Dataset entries
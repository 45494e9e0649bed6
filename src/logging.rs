//! Tracing initialisation.
//!
//! Logs go to stderr. Stdout is reserved for command results such as the
//! version printed by `version get`.

use tracing::Level;
use tracing_subscriber::layer::SubscriberExt;
use tracing_subscriber::util::SubscriberInitExt;
use tracing_subscriber::{EnvFilter, fmt};

/// Default level for a verbosity count: 0 = info, 1 = debug, 2+ = trace.
pub fn level_for(verbose: u8) -> Level {
    match verbose {
        0 => Level::INFO,
        1 => Level::DEBUG,
        _ => Level::TRACE,
    }
}

/// Install the global subscriber. `RUST_LOG` overrides `verbose`.
///
/// Only the first call takes effect.
pub fn init_tracing(verbose: u8) {
    let env_filter = EnvFilter::try_from_default_env()
        .unwrap_or_else(|_| EnvFilter::new(level_for(verbose).as_str()));

    tracing_subscriber::registry()
        .with(env_filter)
        .with(fmt::layer().with_target(false).with_writer(std::io::stderr))
        .try_init()
        .ok();
}
//! Batch rewrite over allow-listed component files.
//!
//! Every file is handled in isolation: a file that cannot be read, parsed or
//! written is reported and skipped, and the batch moves on.

use super::rewrite_field;
use crate::config::ComponentsSection;
use crate::error::{ReleaseError, Result};
use crate::fs::{YamlLoad, load_yaml, save_yaml};
use globset::{Glob, GlobSet, GlobSetBuilder};
use serde_yaml::Value;
use std::path::{Path, PathBuf};
use tracing::{info, warn};
use walkdir::WalkDir;

/// What happened to one file.
#[derive(Debug, Clone, PartialEq, Eq)]
pub enum FileOutcome {
    /// At least one field was rewritten and the file was saved.
    Updated,
    /// No field present, or every field already held the value.
    Unchanged,
    /// Null or empty document.
    Empty,
    /// Read, parse or write failure.
    Unreadable(String),
}

/// Per-file outcomes of a batch, in visit order.
#[derive(Debug, Default)]
pub struct BatchReport {
    pub files: Vec<(PathBuf, FileOutcome)>,
}

impl BatchReport {
    pub fn updated_count(&self) -> usize {
        self.count(|o| matches!(o, FileOutcome::Updated))
    }

    pub fn failed_count(&self) -> usize {
        self.count(|o| matches!(o, FileOutcome::Unreadable(_)))
    }

    fn count(&self, pred: impl Fn(&FileOutcome) -> bool) -> usize {
        self.files.iter().filter(|(_, o)| pred(o)).count()
    }
}

/// Rewrites one field across every allow-listed file under a set of roots.
#[derive(Debug)]
pub struct RewriteBatch {
    roots: Vec<PathBuf>,
    filenames: GlobSet,
    field: String,
    dry_run: bool,
}

impl RewriteBatch {
    /// Build a batch from the `components` config section, with roots
    /// resolved against `base`.
    pub fn from_config(section: &ComponentsSection, base: &Path) -> Result<Self> {
        let mut builder = GlobSetBuilder::new();
        for pattern in &section.filenames {
            let glob = Glob::new(pattern).map_err(|e| {
                ReleaseError::UserError(format!("invalid file name pattern '{}': {}", pattern, e))
            })?;
            builder.add(glob);
        }
        let filenames = builder
            .build()
            .map_err(|e| ReleaseError::UserError(format!("invalid file name patterns: {}", e)))?;

        Ok(Self {
            roots: section.roots.iter().map(|r| base.join(r)).collect(),
            filenames,
            field: section.field.clone(),
            dry_run: false,
        })
    }

    /// Override the rewritten field.
    pub fn with_field(mut self, field: impl Into<String>) -> Self {
        self.field = field.into();
        self
    }

    /// Report changes without saving files.
    pub fn dry_run(mut self, dry_run: bool) -> Self {
        self.dry_run = dry_run;
        self
    }

    /// Rewrite `field` to `new_value` in every matching file.
    pub fn run(&self, new_value: &str) -> BatchReport {
        let value = Value::String(new_value.to_string());
        let mut report = BatchReport::default();

        for file in self.candidate_files() {
            let outcome = self.rewrite_file(&file, &value);
            match &outcome {
                FileOutcome::Updated if self.dry_run => {
                    info!(path = %file.display(), "would update {} to {}", self.field, new_value)
                }
                FileOutcome::Updated => {
                    info!(path = %file.display(), "updated {} to {}", self.field, new_value)
                }
                FileOutcome::Unchanged => {
                    info!(path = %file.display(), "no '{}' to change", self.field)
                }
                FileOutcome::Empty => info!(path = %file.display(), "empty document, skipped"),
                FileOutcome::Unreadable(e) => {
                    warn!(path = %file.display(), error = %e, "skipped unreadable file")
                }
            }
            report.files.push((file, outcome));
        }

        report
    }

    fn candidate_files(&self) -> Vec<PathBuf> {
        let mut files = Vec::new();
        for root in &self.roots {
            if !root.is_dir() {
                warn!(root = %root.display(), "component root not found, skipping");
                continue;
            }
            for entry in WalkDir::new(root).sort_by_file_name() {
                let entry = match entry {
                    Ok(entry) => entry,
                    Err(e) => {
                        warn!(error = %e, "could not walk directory entry");
                        continue;
                    }
                };
                if entry.file_type().is_file() && self.filenames.is_match(entry.file_name()) {
                    files.push(entry.into_path());
                }
            }
        }
        files
    }

    fn rewrite_file(&self, path: &Path, value: &Value) -> FileOutcome {
        let mut document = match load_yaml(path) {
            YamlLoad::Document(document) => document,
            YamlLoad::Empty => return FileOutcome::Empty,
            YamlLoad::Missing => return FileOutcome::Unreadable("file disappeared".to_string()),
            YamlLoad::Unreadable(e) => return FileOutcome::Unreadable(e),
        };

        if !rewrite_field(&mut document, &self.field, value) {
            return FileOutcome::Unchanged;
        }
        if self.dry_run {
            return FileOutcome::Updated;
        }
        match save_yaml(path, &document) {
            Ok(()) => FileOutcome::Updated,
            Err(e) => FileOutcome::Unreadable(e.to_string()),
        }
    }
}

§ EXERCISE DIRECTIONS
If a line above includes the string "GlobSetBuilder", pick it out.

§ RESULT OF THIS EXERCISE
use globset::{Glob, GlobSet, GlobSetBuilder};
        let mut builder = GlobSetBuilder::new();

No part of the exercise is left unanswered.